_Task statement_: Lines before the one containing "let request = plan_request(resource, action, payload)?;" in the records below are to be left out; that line and all after it, through the end, are to be retyped exactly.

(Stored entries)
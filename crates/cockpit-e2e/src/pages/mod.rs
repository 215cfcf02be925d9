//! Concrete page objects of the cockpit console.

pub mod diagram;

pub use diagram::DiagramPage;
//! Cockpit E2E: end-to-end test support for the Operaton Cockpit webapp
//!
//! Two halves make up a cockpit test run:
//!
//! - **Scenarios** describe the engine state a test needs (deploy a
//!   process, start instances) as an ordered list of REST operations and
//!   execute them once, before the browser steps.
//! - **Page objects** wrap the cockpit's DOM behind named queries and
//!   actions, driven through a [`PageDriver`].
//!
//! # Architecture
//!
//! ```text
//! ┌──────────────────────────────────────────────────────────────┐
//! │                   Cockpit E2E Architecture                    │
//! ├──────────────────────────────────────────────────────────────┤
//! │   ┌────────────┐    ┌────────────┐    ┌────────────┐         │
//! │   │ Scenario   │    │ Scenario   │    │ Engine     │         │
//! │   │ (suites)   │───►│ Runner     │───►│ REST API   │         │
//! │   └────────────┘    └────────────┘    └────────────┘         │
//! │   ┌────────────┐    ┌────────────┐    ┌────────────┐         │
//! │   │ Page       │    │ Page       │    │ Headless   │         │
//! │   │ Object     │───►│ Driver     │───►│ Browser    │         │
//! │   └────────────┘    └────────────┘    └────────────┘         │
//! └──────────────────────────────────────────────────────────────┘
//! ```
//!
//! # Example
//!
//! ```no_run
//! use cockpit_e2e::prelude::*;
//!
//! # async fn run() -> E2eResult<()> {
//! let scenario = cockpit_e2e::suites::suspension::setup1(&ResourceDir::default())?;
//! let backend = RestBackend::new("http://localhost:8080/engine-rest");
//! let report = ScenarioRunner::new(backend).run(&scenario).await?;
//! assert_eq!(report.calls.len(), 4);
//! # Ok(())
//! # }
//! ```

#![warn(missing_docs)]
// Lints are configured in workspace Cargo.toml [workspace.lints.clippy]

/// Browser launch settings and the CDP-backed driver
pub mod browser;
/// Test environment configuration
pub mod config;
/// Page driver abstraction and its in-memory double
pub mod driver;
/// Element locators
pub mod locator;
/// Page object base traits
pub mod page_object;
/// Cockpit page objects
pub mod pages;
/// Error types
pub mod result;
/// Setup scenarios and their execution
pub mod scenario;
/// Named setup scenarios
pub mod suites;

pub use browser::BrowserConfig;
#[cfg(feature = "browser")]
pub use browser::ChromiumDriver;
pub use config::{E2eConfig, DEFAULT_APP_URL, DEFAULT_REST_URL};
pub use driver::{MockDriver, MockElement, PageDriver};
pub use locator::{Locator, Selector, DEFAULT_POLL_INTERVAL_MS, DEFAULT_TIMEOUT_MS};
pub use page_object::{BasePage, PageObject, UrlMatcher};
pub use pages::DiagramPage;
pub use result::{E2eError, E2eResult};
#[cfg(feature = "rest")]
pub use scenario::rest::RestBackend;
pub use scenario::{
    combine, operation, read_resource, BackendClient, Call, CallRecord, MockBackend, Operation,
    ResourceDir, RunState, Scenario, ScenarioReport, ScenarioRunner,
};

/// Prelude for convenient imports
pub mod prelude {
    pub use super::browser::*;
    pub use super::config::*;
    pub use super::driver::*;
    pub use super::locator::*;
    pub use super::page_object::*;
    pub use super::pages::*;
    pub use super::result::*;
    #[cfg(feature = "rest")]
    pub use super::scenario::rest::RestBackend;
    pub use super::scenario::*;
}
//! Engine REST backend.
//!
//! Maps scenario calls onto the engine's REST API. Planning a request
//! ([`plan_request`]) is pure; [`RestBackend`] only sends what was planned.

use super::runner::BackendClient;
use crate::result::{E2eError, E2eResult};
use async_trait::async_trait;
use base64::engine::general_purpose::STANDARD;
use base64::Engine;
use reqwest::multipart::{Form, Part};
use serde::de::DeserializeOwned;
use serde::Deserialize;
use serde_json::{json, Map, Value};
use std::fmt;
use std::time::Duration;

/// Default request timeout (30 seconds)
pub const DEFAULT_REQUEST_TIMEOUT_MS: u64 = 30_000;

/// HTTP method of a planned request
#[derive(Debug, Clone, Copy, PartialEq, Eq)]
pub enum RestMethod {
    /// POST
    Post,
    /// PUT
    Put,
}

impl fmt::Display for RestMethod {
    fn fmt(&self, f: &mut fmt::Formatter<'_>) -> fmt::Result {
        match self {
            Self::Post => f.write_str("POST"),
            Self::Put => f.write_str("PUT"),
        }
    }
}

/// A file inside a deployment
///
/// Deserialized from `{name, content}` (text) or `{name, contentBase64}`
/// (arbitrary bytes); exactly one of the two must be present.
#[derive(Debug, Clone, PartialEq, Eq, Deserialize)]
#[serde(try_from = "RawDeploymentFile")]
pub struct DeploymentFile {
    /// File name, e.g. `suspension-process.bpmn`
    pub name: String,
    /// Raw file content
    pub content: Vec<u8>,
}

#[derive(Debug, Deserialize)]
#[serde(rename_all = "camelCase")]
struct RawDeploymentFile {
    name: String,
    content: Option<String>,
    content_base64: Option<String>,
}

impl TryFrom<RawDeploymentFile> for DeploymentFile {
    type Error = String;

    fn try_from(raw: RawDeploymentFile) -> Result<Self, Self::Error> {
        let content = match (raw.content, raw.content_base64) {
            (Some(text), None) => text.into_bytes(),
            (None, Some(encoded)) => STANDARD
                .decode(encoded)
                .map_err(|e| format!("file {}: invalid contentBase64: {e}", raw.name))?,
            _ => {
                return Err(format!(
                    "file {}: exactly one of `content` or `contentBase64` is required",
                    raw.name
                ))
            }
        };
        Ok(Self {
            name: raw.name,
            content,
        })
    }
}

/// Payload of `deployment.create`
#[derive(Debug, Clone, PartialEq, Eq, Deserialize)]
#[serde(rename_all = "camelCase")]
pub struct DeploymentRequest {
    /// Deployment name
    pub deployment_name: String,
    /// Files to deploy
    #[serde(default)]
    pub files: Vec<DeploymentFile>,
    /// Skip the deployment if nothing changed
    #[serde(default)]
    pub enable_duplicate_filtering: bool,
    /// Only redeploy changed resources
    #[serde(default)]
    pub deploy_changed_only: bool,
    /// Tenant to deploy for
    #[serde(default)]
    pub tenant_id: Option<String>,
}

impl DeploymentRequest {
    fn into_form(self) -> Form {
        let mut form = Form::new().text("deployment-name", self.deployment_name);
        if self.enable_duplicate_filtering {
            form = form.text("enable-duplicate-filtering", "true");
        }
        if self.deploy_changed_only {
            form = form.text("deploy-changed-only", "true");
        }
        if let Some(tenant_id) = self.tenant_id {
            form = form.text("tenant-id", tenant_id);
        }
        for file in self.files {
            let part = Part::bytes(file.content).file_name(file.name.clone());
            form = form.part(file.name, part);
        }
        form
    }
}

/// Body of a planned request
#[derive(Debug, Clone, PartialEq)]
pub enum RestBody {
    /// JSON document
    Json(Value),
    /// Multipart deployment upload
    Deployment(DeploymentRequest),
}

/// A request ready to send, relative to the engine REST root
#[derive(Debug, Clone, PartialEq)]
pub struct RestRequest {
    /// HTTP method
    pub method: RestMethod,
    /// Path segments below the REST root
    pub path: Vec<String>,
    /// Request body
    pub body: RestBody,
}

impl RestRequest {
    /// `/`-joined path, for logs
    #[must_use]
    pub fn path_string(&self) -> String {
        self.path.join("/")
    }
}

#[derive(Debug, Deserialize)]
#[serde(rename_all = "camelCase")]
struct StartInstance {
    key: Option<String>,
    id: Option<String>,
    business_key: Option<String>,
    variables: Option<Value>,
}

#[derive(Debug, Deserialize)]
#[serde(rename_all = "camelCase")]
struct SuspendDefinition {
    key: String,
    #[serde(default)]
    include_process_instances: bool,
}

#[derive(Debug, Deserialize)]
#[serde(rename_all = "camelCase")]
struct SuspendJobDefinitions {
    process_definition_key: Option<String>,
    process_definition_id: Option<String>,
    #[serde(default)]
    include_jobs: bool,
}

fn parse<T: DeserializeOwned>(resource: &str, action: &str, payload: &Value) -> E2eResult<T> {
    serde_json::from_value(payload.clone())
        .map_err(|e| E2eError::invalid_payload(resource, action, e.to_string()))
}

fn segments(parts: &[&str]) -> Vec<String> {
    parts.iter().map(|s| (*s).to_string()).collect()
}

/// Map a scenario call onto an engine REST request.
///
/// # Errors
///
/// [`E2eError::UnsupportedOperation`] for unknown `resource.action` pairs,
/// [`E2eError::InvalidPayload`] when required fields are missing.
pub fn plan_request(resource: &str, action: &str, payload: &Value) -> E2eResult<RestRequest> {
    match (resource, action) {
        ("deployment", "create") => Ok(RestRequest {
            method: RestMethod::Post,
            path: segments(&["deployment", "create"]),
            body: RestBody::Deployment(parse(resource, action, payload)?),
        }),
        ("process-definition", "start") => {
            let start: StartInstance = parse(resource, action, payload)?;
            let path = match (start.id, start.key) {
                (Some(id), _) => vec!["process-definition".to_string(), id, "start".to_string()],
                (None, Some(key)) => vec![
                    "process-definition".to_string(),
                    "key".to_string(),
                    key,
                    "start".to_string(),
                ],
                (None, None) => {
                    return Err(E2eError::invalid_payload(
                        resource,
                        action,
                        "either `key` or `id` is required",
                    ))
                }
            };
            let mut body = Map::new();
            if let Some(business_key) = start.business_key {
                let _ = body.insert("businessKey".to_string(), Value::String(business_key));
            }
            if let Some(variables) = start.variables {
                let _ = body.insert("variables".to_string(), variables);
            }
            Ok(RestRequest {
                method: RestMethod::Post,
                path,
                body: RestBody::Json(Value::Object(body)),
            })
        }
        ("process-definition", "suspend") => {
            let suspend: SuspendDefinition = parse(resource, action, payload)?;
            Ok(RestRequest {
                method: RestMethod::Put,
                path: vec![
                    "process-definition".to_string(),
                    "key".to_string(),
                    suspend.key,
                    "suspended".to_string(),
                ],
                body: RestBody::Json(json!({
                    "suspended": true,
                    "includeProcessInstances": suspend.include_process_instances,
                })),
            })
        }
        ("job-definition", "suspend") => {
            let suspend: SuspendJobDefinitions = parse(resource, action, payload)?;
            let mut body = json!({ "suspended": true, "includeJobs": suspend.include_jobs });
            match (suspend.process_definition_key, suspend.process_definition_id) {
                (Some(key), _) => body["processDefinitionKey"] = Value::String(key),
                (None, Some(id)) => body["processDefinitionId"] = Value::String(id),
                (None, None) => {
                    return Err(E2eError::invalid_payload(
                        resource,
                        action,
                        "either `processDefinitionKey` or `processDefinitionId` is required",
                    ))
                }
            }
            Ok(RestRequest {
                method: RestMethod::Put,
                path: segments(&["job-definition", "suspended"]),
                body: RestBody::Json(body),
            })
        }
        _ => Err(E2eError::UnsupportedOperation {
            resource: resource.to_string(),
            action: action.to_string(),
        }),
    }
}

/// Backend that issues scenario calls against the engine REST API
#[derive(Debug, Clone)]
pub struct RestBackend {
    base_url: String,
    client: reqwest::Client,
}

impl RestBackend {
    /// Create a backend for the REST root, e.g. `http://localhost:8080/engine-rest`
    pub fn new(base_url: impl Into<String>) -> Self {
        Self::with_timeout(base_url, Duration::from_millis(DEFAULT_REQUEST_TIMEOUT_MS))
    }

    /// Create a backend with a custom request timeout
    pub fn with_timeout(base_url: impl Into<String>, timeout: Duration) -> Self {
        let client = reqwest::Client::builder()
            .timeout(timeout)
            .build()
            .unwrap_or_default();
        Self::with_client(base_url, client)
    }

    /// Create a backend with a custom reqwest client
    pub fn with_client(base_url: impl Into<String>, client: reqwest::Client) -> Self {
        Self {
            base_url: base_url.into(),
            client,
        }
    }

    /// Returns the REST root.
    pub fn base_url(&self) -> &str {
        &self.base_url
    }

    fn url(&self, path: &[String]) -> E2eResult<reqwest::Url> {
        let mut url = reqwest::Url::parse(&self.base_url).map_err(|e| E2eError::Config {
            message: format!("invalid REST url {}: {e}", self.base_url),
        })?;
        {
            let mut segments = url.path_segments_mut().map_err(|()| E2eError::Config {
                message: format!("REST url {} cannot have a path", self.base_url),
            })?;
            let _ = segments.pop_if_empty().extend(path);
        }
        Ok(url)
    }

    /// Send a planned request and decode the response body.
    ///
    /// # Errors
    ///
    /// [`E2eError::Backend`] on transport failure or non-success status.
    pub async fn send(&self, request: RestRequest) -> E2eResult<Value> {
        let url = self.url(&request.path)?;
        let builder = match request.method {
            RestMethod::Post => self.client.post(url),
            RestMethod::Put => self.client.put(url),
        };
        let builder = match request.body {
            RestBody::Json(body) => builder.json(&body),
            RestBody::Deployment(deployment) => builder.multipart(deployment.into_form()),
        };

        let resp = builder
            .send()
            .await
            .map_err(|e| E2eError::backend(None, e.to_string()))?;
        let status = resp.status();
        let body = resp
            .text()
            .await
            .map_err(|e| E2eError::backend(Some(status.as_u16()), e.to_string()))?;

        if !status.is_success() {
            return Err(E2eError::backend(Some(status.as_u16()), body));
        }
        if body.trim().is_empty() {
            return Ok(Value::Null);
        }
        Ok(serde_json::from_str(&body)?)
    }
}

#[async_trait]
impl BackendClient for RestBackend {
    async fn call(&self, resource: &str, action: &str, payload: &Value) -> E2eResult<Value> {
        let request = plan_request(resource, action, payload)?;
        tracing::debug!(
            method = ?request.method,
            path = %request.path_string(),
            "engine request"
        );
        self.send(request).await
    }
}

_Exercise answer_:
        let request = plan_request(resource, action, payload)?;
        tracing::debug!(
            method = ?request.method,
            path = %request.path_string(),
            "engine request"
        );
        self.send(request).await
    }
}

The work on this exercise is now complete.